_Work request_.
Your task is to copy each line of the material below that includes "match".

_Data excerpts_.
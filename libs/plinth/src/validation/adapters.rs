//! Handler adapters: tower layers binding a schema to a request-data source.
//!
//! Three flavors share one service:
//!
//! - [`validate_path`] — validates router path parameters, stores the
//!   normalized document as [`NormalizedPath`];
//! - [`validate_request`] — validates one body/query source and files the
//!   normalized document into the [`Validated`] accumulator under the
//!   source's name (stackable, one layer per source);
//! - [`validate`] — like `validate_request`, but the normalized document is
//!   only handed to the handler when the adapter was built with
//!   [`ValidationLayer::expose`]; without it the document is checked and
//!   discarded.
//!
//! Failure mapping: field errors become a 400 problem carrying the error
//! map, an allowed-path abort becomes a 404 problem, and registry or check
//! defects become a 500 problem (logged, details withheld from the client).

use std::collections::BTreeMap;
use std::convert::Infallible;
use std::sync::Arc;
use std::task::{Context, Poll};

use axum::{
    body::{to_bytes, Body},
    extract::{FromRequest, FromRequestParts, Query, RawPathParams, Request},
    http::{request::Parts, Method},
    response::{IntoResponse, Response},
    Form,
};
use futures::future::BoxFuture;
use serde_json::Value;
use tower::{Layer, Service};

use super::engine::{Engine, UnknownFields, ValidateOpts};
use super::schema::Schema;
use super::{Document, ValidationError};
use crate::problem::{internal_error, not_found, validation_failed, ProblemResponse};
use crate::registry::ComponentRegistry;

/// Upper bound on a buffered request body.
const BODY_LIMIT: usize = 4 * 1024 * 1024;

/// Where a request-validating adapter reads its raw document from.
#[derive(Debug, Clone, Copy, PartialEq, Eq)]
pub enum Source {
    Query,
    Form,
    Json,
}

impl Source {
    /// Namespace key under which the normalized document is filed.
    pub fn name(self) -> &'static str {
        match self {
            Source::Query => "query",
            Source::Form => "form",
            Source::Json => "json",
        }
    }
}

#[derive(Debug, Clone, Copy)]
enum Style {
    Path,
    Namespaced(Source),
    Conditional { source: Source, expose: bool },
}

/// Normalized path parameters, stored by [`validate_path`].
#[derive(Debug, Clone, Default)]
pub struct NormalizedPath(pub Document);

/// Accumulator of normalized documents, keyed by source name. Each
/// [`validate_request`] layer on the route adds its own entry.
#[derive(Debug, Clone, Default)]
pub struct Validated(pub BTreeMap<String, Document>);

impl Validated {
    pub fn get(&self, source: &str) -> Option<&Document> {
        self.0.get(source)
    }
}

/// Documents exposed by conditional adapters, keyed by source name. Empty
/// unless some layer on the route was built with `expose`.
#[derive(Debug, Clone, Default)]
pub struct Docs(pub BTreeMap<String, Document>);

impl<S: Send + Sync> FromRequestParts<S> for Validated {
    type Rejection = Infallible;

    async fn from_request_parts(parts: &mut Parts, _state: &S) -> Result<Self, Self::Rejection> {
        Ok(parts.extensions.get::<Validated>().cloned().unwrap_or_default())
    }
}

impl<S: Send + Sync> FromRequestParts<S> for Docs {
    type Rejection = Infallible;

    async fn from_request_parts(parts: &mut Parts, _state: &S) -> Result<Self, Self::Rejection> {
        Ok(parts.extensions.get::<Docs>().cloned().unwrap_or_default())
    }
}

impl<S: Send + Sync> FromRequestParts<S> for NormalizedPath {
    type Rejection = ProblemResponse;

    async fn from_request_parts(parts: &mut Parts, _state: &S) -> Result<Self, Self::Rejection> {
        parts.extensions.get::<NormalizedPath>().cloned().ok_or_else(|| {
            tracing::error!("NormalizedPath extracted without a path validation layer");
            internal_error("path validation is not configured for this route")
        })
    }
}

/// Layer validating router path parameters against `schema`. Unknown path
/// parameters are passed through untouched.
pub fn validate_path(engine: Arc<Engine>, schema: Schema) -> ValidationLayer {
    ValidationLayer::new(engine, schema, Style::Path)
}

/// Layer validating one request-data source and filing the result into
/// [`Validated`].
pub fn validate_request(engine: Arc<Engine>, schema: Schema, source: Source) -> ValidationLayer {
    ValidationLayer::new(engine, schema, Style::Namespaced(source))
}

/// Layer validating one request-data source without handing the document to
/// the handler; chain [`ValidationLayer::expose`] to opt in.
pub fn validate(engine: Arc<Engine>, schema: Schema, source: Source) -> ValidationLayer {
    ValidationLayer::new(engine, schema, Style::Conditional { source, expose: false })
}

#[derive(Clone)]
pub struct ValidationLayer {
    engine: Arc<Engine>,
    schema: Arc<Schema>,
    style: Style,
}

impl ValidationLayer {
    fn new(engine: Arc<Engine>, schema: Schema, style: Style) -> Self {
        Self {
            engine,
            schema: Arc::new(schema),
            style,
        }
    }

    /// Hand the normalized document to the handler via [`Docs`]. Only
    /// meaningful on adapters built with [`validate`].
    pub fn expose(mut self) -> Self {
        if let Style::Conditional { ref mut expose, .. } = self.style {
            *expose = true;
        }
        self
    }
}

impl<S> Layer<S> for ValidationLayer {
    type Service = ValidationService<S>;

    fn layer(&self, inner: S) -> Self::Service {
        ValidationService {
            inner,
            engine: self.engine.clone(),
            schema: self.schema.clone(),
            style: self.style,
        }
    }
}

#[derive(Clone)]
pub struct ValidationService<S> {
    inner: S,
    engine: Arc<Engine>,
    schema: Arc<Schema>,
    style: Style,
}

impl<S> Service<Request> for ValidationService<S>
where
    S: Service<Request, Response = Response> + Clone + Send + 'static,
    S::Future: Send,
{
    type Response = Response;
    type Error = S::Error;
    type Future = BoxFuture<'static, Result<Response, S::Error>>;

    fn poll_ready(&mut self, cx: &mut Context<'_>) -> Poll<Result<(), Self::Error>> {
        self.inner.poll_ready(cx)
    }

    fn call(&mut self, req: Request) -> Self::Future {
        // The clone is the not-ready one; keep the polled service for the call.
        let clone = self.inner.clone();
        let mut inner = std::mem::replace(&mut self.inner, clone);

        let engine = self.engine.clone();
        let schema = self.schema.clone();
        let style = self.style;

        Box::pin(async move {
            match apply(&engine, &schema, style, req).await {
                Ok(req) => inner.call(req).await,
                Err(resp) => Ok(resp),
            }
        })
    }
}

/// Run the pipeline for one adapter and thread the outcome back into the
/// request, or produce the problem response that short-circuits it.
async fn apply(
    engine: &Engine,
    schema: &Schema,
    style: Style,
    req: Request,
) -> Result<Request, Response> {
    let registry = req.extensions().get::<Arc<ComponentRegistry>>().cloned();
    let request_path = req.uri().path().to_string();

    let (mut parts, body) = req.into_parts();

    // Query and path adapters leave the body for downstream consumers; body
    // sources buffer it and hand an empty one on.
    let (input, unknown, body) = match style {
        Style::Path => (path_document(&mut parts).await, UnknownFields::Keep, body),
        Style::Namespaced(source) | Style::Conditional { source, .. } => {
            let (doc, rest) = source_document(source, &mut parts, body).await?;
            (doc, UnknownFields::Purge, rest)
        }
    };

    let opts = ValidateOpts {
        unknown,
        registry: registry.as_deref(),
        request_path: Some(request_path.as_str()),
    };

    let normalized = match engine.validate(schema, &input, opts).await {
        Ok(doc) => doc,
        Err(ValidationError::Invalid(errors)) => {
            return Err(validation_failed(errors).into_response());
        }
        Err(ValidationError::NotFound { path }) => {
            let detail = ValidationError::not_found_detail(path.as_deref());
            return Err(not_found(detail).into_response());
        }
        Err(err @ (ValidationError::Registry(_) | ValidationError::Check { .. })) => {
            tracing::error!(error = %err, path = %request_path, "validation defect");
            return Err(internal_error("request validation failed internally").into_response());
        }
    };

    match style {
        Style::Path => {
            parts.extensions.insert(NormalizedPath(normalized));
        }
        Style::Namespaced(source) => {
            if parts.extensions.get::<Validated>().is_none() {
                parts.extensions.insert(Validated::default());
            }
            if let Some(v) = parts.extensions.get_mut::<Validated>() {
                v.0.insert(source.name().to_string(), normalized);
            }
        }
        Style::Conditional { source, expose } => {
            if expose {
                if parts.extensions.get::<Docs>().is_none() {
                    parts.extensions.insert(Docs::default());
                }
                if let Some(d) = parts.extensions.get_mut::<Docs>() {
                    d.0.insert(source.name().to_string(), normalized);
                }
            }
        }
    }

    Ok(Request::from_parts(parts, body))
}

/// Raw router path parameters as a string-valued document.
async fn path_document(parts: &mut Parts) -> Document {
    match RawPathParams::from_request_parts(parts, &()).await {
        Ok(params) => params
            .iter()
            .map(|(k, v)| (k.to_string(), Value::String(v.to_string())))
            .collect(),
        Err(_) => Document::new(),
    }
}

/// Read the raw document for a body/query source, returning the body left
/// for downstream consumers. Repeated keys collapse into an array of strings
/// so that a `first` coercion can pick the head.
async fn source_document(
    source: Source,
    parts: &mut Parts,
    body: Body,
) -> Result<(Document, Body), Response> {
    match source {
        Source::Query => {
            let Query(pairs) = Query::<Vec<(String, String)>>::try_from_uri(&parts.uri)
                .map_err(|e| validation_failed_parse("query", &e.to_string()))?;
            Ok((group_pairs(pairs), body))
        }
        Source::Form => {
            let bytes = to_bytes(body, BODY_LIMIT)
                .await
                .map_err(|e| validation_failed_parse("form", &e.to_string()))?;
            // A throwaway request so the form extractor reads the body, not
            // the query string.
            let mut tmp = Request::new(Body::from(bytes));
            *tmp.method_mut() = Method::POST;
            *tmp.headers_mut() = parts.headers.clone();
            let Form(pairs) = Form::<Vec<(String, String)>>::from_request(tmp, &())
                .await
                .map_err(|e| validation_failed_parse("form", &e.to_string()))?;
            Ok((group_pairs(pairs), Body::empty()))
        }
        Source::Json => {
            let bytes = to_bytes(body, BODY_LIMIT)
                .await
                .map_err(|e| validation_failed_parse("json", &e.to_string()))?;
            let doc = if bytes.is_empty() {
                Document::new()
            } else {
                serde_json::from_slice::<Document>(&bytes)
                    .map_err(|e| validation_failed_parse("json", &e.to_string()))?
            };
            Ok((doc, Body::empty()))
        }
    }
}

fn validation_failed_parse(source: &str, detail: &str) -> Response {
    tracing::debug!(source, detail, "unreadable request document");
    crate::problem::bad_request(format!("malformed {source} payload")).into_response()
}

/// Single occurrence → string; repeats → array of strings in arrival order.
fn group_pairs(pairs: Vec<(String, String)>) -> Document {
    let mut doc = Document::new();
    for (k, v) in pairs {
        match doc.get_mut(&k) {
            None => {
                doc.insert(k, Value::String(v));
            }
            Some(Value::Array(items)) => items.push(Value::String(v)),
            Some(existing) => {
                let head = existing.take();
                *existing = Value::Array(vec![head, Value::String(v)]);
            }
        }
    }
    doc
}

_Task output_.
        match self {
            match apply(&engine, &schema, style, req).await {
    let (input, unknown, body) = match style {
    let normalized = match engine.validate(schema, &input, opts).await {
    match style {
    match RawPathParams::from_request_parts(parts, &()).await {
    match source {
        match doc.get_mut(&k) {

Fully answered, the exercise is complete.